Quick start: If you did not already create the sample project for this tutorial, access the Multicloud data integration sample project in the gallery.

The following animated image provides a quick preview of what you’ll accomplish by the end of this tutorial. You will connect to external data sources, create virtual tables and views, and add them to a project. Click the image to view a larger image.

Animated image

The story for the tutorial is that Golden Bank needs to adhere to a new regulation where it cannot lend to underqualified loan applicants. You will use Watson Query to combine data from different data sources without data movement, and make the virtual data available to other data scientists and data engineers in a project.

In this tutorial, you will complete these tasks:

  1. Verify the Platform assets catalog.

  2. Add data connections to the Platform assets catalog.

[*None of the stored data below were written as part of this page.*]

//! Integration tests for the matilda CLI

use assert_cmd::Command;
use predicates::prelude::*;
use std::io::Write;

use matilda_core::{create_demo_database, DemoKind};

fn matilda() -> Command {
    Command::cargo_bin("matilda").unwrap()
}

#[test]
fn test_cli_version() {
    matilda()
        .arg("--version")
        .assert()
        .success()
        .stdout(predicate::str::contains("matilda"));
}

#[test]
fn test_cli_help() {
    matilda()
        .arg("--help")
        .assert()
        .success()
        .stdout(predicate::str::contains("--config"))
        .stdout(predicate::str::contains("--demo"))
        .stdout(predicate::str::contains("--database"));
}

#[test]
fn test_no_mode_is_config_error() {
    matilda()
        .assert()
        .code(3)
        .stderr(predicate::str::contains("--config"));
}

#[test]
fn test_unknown_demo_is_config_error() {
    matilda()
        .arg("--demo")
        .arg("strange_database")
        .assert()
        .code(3)
        .stderr(predicate::str::contains("strange_database"));
}

#[test]
fn test_missing_database_is_driver_error() {
    let dir = tempfile::tempdir().unwrap();
    matilda()
        .current_dir(dir.path())
        .arg("--database")
        .arg("/nonexistent/never.db")
        .assert()
        .code(4)
        .stderr(predicate::str::contains("driver"));
}

#[test]
fn test_demo_run_writes_artifacts() {
    let dir = tempfile::tempdir().unwrap();
    matilda()
        .current_dir(dir.path())
        .arg("--demo")
        .arg("imperfect_database")
        .assert()
        .success()
        .stdout(predicate::str::contains("Discovery complete"));
    assert!(dir
        .path()
        .join("results")
        .join("MATILDA_imperfect_database_results.json")
        .exists());
    assert!(dir
        .path()
        .join("results")
        .join("report_MATILDA_imperfect_database.md")
        .exists());
}

#[test]
fn test_config_run_discovers_expected_rule() {
    let dir = tempfile::tempdir().unwrap();
    let db_path = dir.path().join("imperfect_database.db");
    create_demo_database(DemoKind::Imperfect, &db_path).unwrap();

    let config_path = dir.path().join("matilda.yaml");
    let mut config = std::fs::File::create(&config_path).unwrap();
    writeln!(
        config,
        "database:\n  url: {}\nalgorithm:\n  nb_occurrence: 2\n  max_table: 2\n  max_vars: 4\n  confidence_threshold: 0.9\nresults:\n  output_dir: {}",
        db_path.display(),
        dir.path().join("out").display()
    )
    .unwrap();

    matilda()
        .current_dir(dir.path())
        .arg("--config")
        .arg(&config_path)
        .assert()
        .success()
        .stdout(predicate::str::contains("Discovery complete"));

    let json = std::fs::read_to_string(
        dir.path()
            .join("out")
            .join("MATILDA_imperfect_database_results.json"),
    )
    .unwrap();
    assert!(json.contains("enrollment(_, x, _) → ∃y,z,w. student(x, y, z, w)"));
    assert!(json.contains("\"status\": \"success\""));
}

#[test]
fn test_invalid_config_is_config_error() {
    let dir = tempfile::tempdir().unwrap();
    let config_path = dir.path().join("broken.yaml");
    std::fs::write(&config_path, "algorithm:\n  max_tables: 3\n").unwrap();
    matilda()
        .arg("--config")
        .arg(&config_path)
        .assert()
        .code(3)
        .stderr(predicate::str::contains("Configuration error"));
}

#[test]
fn test_timeout_yields_partial_exit_code() {
    let dir = tempfile::tempdir().unwrap();
    let db_path = dir.path().join("imperfect_database.db");
    create_demo_database(DemoKind::Imperfect, &db_path).unwrap();

    let config_path = dir.path().join("matilda.yaml");
    std::fs::write(
        &config_path,
        format!(
            "database:\n  url: {}\nmonitor:\n  timeout: 0.001\nresults:\n  output_dir: {}\n",
            db_path.display(),
            dir.path().join("out").display()
        ),
    )
    .unwrap();

    matilda()
        .current_dir(dir.path())
        .arg("--config")
        .arg(&config_path)
        .assert()
        .code(2)
        .stdout(predicate::str::contains("cancelled"));

    let json = std::fs::read_to_string(
        dir.path()
            .join("out")
            .join("MATILDA_imperfect_database_results.json"),
    )
    .unwrap();
    assert!(json.contains("\"status\": \"partial\""));
}

#[test]
fn test_conflicting_modes_are_config_errors() {
    matilda()
        .arg("--demo")
        .arg("perfect_database")
        .arg("--database")
        .arg("/tmp/x.db")
        .assert()
        .code(3);
}
//! Resource watchdog for a discovery run
//!
//! Tracks wall-clock time against a deadline and resident memory against a
//! configured ceiling. When either budget is exhausted the monitor sets a
//! single atomic cancel flag; long-running callers observe the flag at
//! candidate boundaries and before every SQL dispatch. Cancellation is
//! cooperative, idempotent, and final.

use std::sync::atomic::{AtomicBool, AtomicU64, Ordering};
use std::sync::Arc;
use std::time::{Duration, Instant};

use parking_lot::Mutex;
use sysinfo::System;
use tracing::warn;

use crate::error::CancelReason;

/// Memory is probed once per this many polls; the probe refreshes process
/// tables and is too heavy for every candidate boundary.
const MEMORY_POLL_INTERVAL: u64 = 64;

/// Cooperative memory/time watchdog
pub struct Monitor {
    cancel: Arc<AtomicBool>,
    trigger: Mutex<Option<CancelReason>>,
    started: Instant,
    deadline: Option<Instant>,
    memory_ceiling: u64,
    polls: AtomicU64,
    system: Mutex<System>,
    pid: Option<sysinfo::Pid>,
}

impl Monitor {
    /// Create a monitor with a wall-clock budget in seconds and a resident
    /// memory ceiling in bytes (0 disables the memory check)
    pub fn new(timeout_secs: f64, memory_ceiling: u64) -> Self {
        let started = Instant::now();
        let deadline = if timeout_secs > 0.0 && timeout_secs.is_finite() {
            started.checked_add(Duration::from_secs_f64(timeout_secs))
        } else {
            None
        };
        let pid = sysinfo::get_current_pid().ok();
        if pid.is_none() && memory_ceiling > 0 {
            warn!("cannot determine own pid; memory ceiling will not be enforced");
        }
        Monitor {
            cancel: Arc::new(AtomicBool::new(false)),
            trigger: Mutex::new(None),
            started,
            deadline,
            memory_ceiling,
            polls: AtomicU64::new(0),
            system: Mutex::new(System::new()),
            pid,
        }
    }

    /// A monitor that never trips on its own (tests and demo paths)
    pub fn unbounded() -> Self {
        Monitor::new(0.0, 0)
    }

    /// Shared handle to the cancel flag, for query-level interrupt checks
    pub fn cancel_flag(&self) -> Arc<AtomicBool> {
        Arc::clone(&self.cancel)
    }

    /// Whether the cancel flag is set
    pub fn is_cancelled(&self) -> bool {
        self.cancel.load(Ordering::Relaxed)
    }

    /// The reason the monitor tripped, if it has
    pub fn cancel_reason(&self) -> Option<CancelReason> {
        if self.is_cancelled() {
            *self.trigger.lock()
        } else {
            None
        }
    }

    /// Trip the cancel flag. The first reason wins; later calls are no-ops.
    pub fn cancel(&self, reason: CancelReason) {
        let mut trigger = self.trigger.lock();
        if trigger.is_none() {
            *trigger = Some(reason);
            warn!(%reason, "discovery cancelled");
        }
        self.cancel.store(true, Ordering::Relaxed);
    }

    /// Check budgets; returns true when the run should stop.
    ///
    /// Called at every candidate boundary and before every SQL dispatch.
    pub fn poll(&self) -> bool {
        if self.is_cancelled() {
            return true;
        }
        if let Some(deadline) = self.deadline {
            if Instant::now() >= deadline {
                self.cancel(CancelReason::Timeout);
                return true;
            }
        }
        if self.memory_ceiling > 0 {
            let poll = self.polls.fetch_add(1, Ordering::Relaxed);
            if poll % MEMORY_POLL_INTERVAL == 0 {
                if let Some(resident) = self.resident_memory() {
                    if resident > self.memory_ceiling {
                        self.cancel(CancelReason::Memory);
                        return true;
                    }
                }
            }
        }
        false
    }

    /// Resident memory of this process in bytes, if the probe is available
    pub fn resident_memory(&self) -> Option<u64> {
        let pid = self.pid?;
        let mut system = self.system.lock();
        if !system.refresh_process(pid) {
            return None;
        }
        system.process(pid).map(|p| p.memory())
    }

    /// Time elapsed since the monitor was created
    pub fn elapsed(&self) -> Duration {
        self.started.elapsed()
    }
}

#[cfg(test)]
mod tests {
    use super::*;

    #[test]
    fn test_unbounded_never_trips() {
        let monitor = Monitor::unbounded();
        for _ in 0..1000 {
            assert!(!monitor.poll());
        }
        assert!(monitor.cancel_reason().is_none());
    }

    #[test]
    fn test_deadline_trips() {
        let monitor = Monitor::new(0.001, 0);
        std::thread::sleep(Duration::from_millis(5));
        assert!(monitor.poll());
        assert_eq!(monitor.cancel_reason(), Some(CancelReason::Timeout));
    }

    #[test]
    fn test_cancel_is_idempotent_and_final() {
        let monitor = Monitor::unbounded();
        monitor.cancel(CancelReason::QueryTimeouts);
        monitor.cancel(CancelReason::Memory);
        // First reason wins.
        assert_eq!(monitor.cancel_reason(), Some(CancelReason::QueryTimeouts));
        assert!(monitor.poll());
    }

    #[test]
    fn test_cancel_flag_is_shared() {
        let monitor = Monitor::unbounded();
        let flag = monitor.cancel_flag();
        assert!(!flag.load(Ordering::Relaxed));
        monitor.cancel(CancelReason::Timeout);
        assert!(flag.load(Ordering::Relaxed));
    }
}
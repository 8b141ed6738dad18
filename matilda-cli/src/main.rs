//! MATILDA CLI - Command-line interface for TGD discovery

use std::path::PathBuf;
use std::process::ExitCode;

use clap::Parser;
use colored::*;
use tracing_subscriber::EnvFilter;

use matilda_core::config::LoggingConfig;
use matilda_core::{
    create_demo_database, write_artifacts, Config, DemoKind, DiscoveryOutcome, DiscoveryRun,
    MatildaError, RunStatus,
};

#[derive(Parser)]
#[command(name = "matilda")]
#[command(about = "MATILDA - Approximate TGD discovery over relational databases")]
#[command(version)]
struct Cli {
    /// Run discovery using the given YAML configuration file
    #[arg(long, value_name = "PATH", conflicts_with_all = ["demo", "database"])]
    config: Option<PathBuf>,

    /// Run against a bundled demo schema
    /// (perfect_database or imperfect_database)
    #[arg(long, value_name = "NAME", conflicts_with = "database")]
    demo: Option<String>,

    /// Shortcut to point at a single SQLite file with default settings
    #[arg(long, value_name = "PATH")]
    database: Option<PathBuf>,

    /// Enable verbose output
    #[arg(short, long)]
    verbose: bool,
}

fn main() -> ExitCode {
    // Usage errors are configuration errors (exit 3); clap's default exit
    // code of 2 is reserved for partial success.
    let cli = match Cli::try_parse() {
        Ok(cli) => cli,
        Err(e) => {
            let code = match e.kind() {
                clap::error::ErrorKind::DisplayHelp | clap::error::ErrorKind::DisplayVersion => 0,
                _ => 3,
            };
            let _ = e.print();
            return ExitCode::from(code);
        }
    };
    match run(cli) {
        Ok(status) => match status {
            RunStatus::Success => ExitCode::SUCCESS,
            RunStatus::Partial => ExitCode::from(2),
        },
        Err(e) => {
            let code = e.exit_code();
            eprintln!("{} {} (exit code {})", "error:".red().bold(), e, code);
            ExitCode::from(code as u8)
        }
    }
}

fn run(cli: Cli) -> Result<RunStatus, MatildaError> {
    let config = resolve_config(&cli)?;
    let _log_guard = init_logging(&config.logging, cli.verbose)?;

    if config.mlflow.use_tracking {
        tracing::info!(
            uri = config.mlflow.tracking_uri.as_deref().unwrap_or(""),
            "experiment tracking requested; delegated to external collector"
        );
    }

    println!(
        "{} Discovering TGDs in {}...",
        "→".blue(),
        config.database.display_name()?
    );
    let discovery = DiscoveryRun::new(config.clone())?;
    let outcome = discovery.execute()?;
    let (json_path, _md_path) = write_artifacts(&outcome, &config.results.output_dir)?;

    print_summary(&outcome);
    println!("{} Results written to {}", "→".blue(), json_path.display());
    Ok(outcome.status)
}

fn resolve_config(cli: &Cli) -> Result<Config, MatildaError> {
    if let Some(path) = &cli.config {
        println!(
            "{} Loading configuration from {}...",
            "→".blue(),
            path.display()
        );
        return Config::from_yaml_file(path);
    }
    if let Some(name) = &cli.demo {
        let kind: DemoKind = name.parse()?;
        let db_path = std::env::temp_dir().join(format!(
            "matilda_{}_{}.db",
            kind.database_name(),
            std::process::id()
        ));
        println!(
            "{} Building demo database {}...",
            "→".blue(),
            db_path.display()
        );
        create_demo_database(kind, &db_path)?;
        return Ok(Config::for_database(&db_path));
    }
    if let Some(path) = &cli.database {
        return Ok(Config::for_database(path));
    }
    Err(MatildaError::Config(
        "one of --config, --demo, or --database is required".to_string(),
    ))
}

fn init_logging(
    logging: &LoggingConfig,
    verbose: bool,
) -> Result<Option<tracing_appender::non_blocking::WorkerGuard>, MatildaError> {
    let directive = if verbose {
        "matilda_core=debug,matilda=debug".to_string()
    } else {
        logging.level.clone()
    };
    let filter = EnvFilter::try_new(&directive)
        .map_err(|e| MatildaError::Config(format!("logging.level: {}", e)))?;

    match &logging.log_dir {
        Some(dir) => {
            std::fs::create_dir_all(dir)?;
            let appender = tracing_appender::rolling::never(dir, "matilda.log");
            let (writer, guard) = tracing_appender::non_blocking(appender);
            tracing_subscriber::fmt()
                .with_env_filter(filter)
                .with_writer(writer)
                .with_ansi(false)
                .init();
            Ok(Some(guard))
        }
        None => {
            tracing_subscriber::fmt()
                .with_env_filter(filter)
                .with_writer(std::io::stderr)
                .init();
            Ok(None)
        }
    }
}

fn print_summary(outcome: &DiscoveryOutcome) {
    match outcome.status {
        RunStatus::Success => println!(
            "{} Discovery complete: {} rule(s) in {:.2}s",
            "✓".green(),
            outcome.rules.len(),
            outcome.elapsed.as_secs_f64()
        ),
        RunStatus::Partial => println!(
            "{} Discovery cancelled ({}): {} rule(s) accepted before the stop",
            "!".yellow(),
            outcome
                .trigger
                .map(|t| t.to_string())
                .unwrap_or_else(|| "unknown".to_string()),
            outcome.rules.len()
        ),
    }
    for accepted in outcome.rules.iter().take(10) {
        println!(
            "  {}  (support {}, confidence {:.4})",
            accepted.rule.tgd_string().bold(),
            accepted.support,
            accepted.confidence
        );
    }
    if outcome.rules.len() > 10 {
        println!("  … and {} more", outcome.rules.len() - 10);
    }
}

  3. Add data sources to Watson Query.

  4. Virtualize data tables.

  5. Create virtual join views by joining virtual tables.

  6. Generate an API key.

  7. Access the virtual join view in the project.

  8. Cleanup (Optional)

If you need help with this tutorial, ask a question or find an answer in the Cloud Pak for Data Community discussion forum.

Tip: For the optimal experience completing this tutorial, open Cloud Pak for Data in one browser window, and keep this tutorial page open in another browser window to switch easily between the two applications. Consider arranging the two browser windows side-by-side to make it easier to follow along.

Side-by-side tutorial and UI

Preview the tutorial

Watch Video Watch this video to preview the steps in this tutorial. There might be slight differences in the user interface shown in the video. The video is intended to be a companion to the written tutorial.

This video provides a visual method as an alternative to following the written steps in this documentation.

Tip: Start the video, then as you scroll through the tutorial, the video moves to picture-in-picture mode. Close the video table of contents for the best experience with picture-in-picture. You can use picture-in-picture mode so you can follow the video as you complete the tasks in this tutorial. Click the timestamps for each task to follow along.

Video timestamps


  • Watch this short video to see how to use the video picture-in-picture and table of contents.

Prerequisites

Sign up for Cloud Pak for Data as a Service

You must sign up for Cloud Pak for Data as a Service and provision the necessary services for the Multicloud data integration use case.

  • If you have an existing Cloud Pak for Data as a Service account, then you can get started with this tutorial. If you have a Lite plan account, only one user per account can run this tutorial.
  • If you don't have a Cloud Pak for Data as a Service account yet, then sign up for a data fabric trial.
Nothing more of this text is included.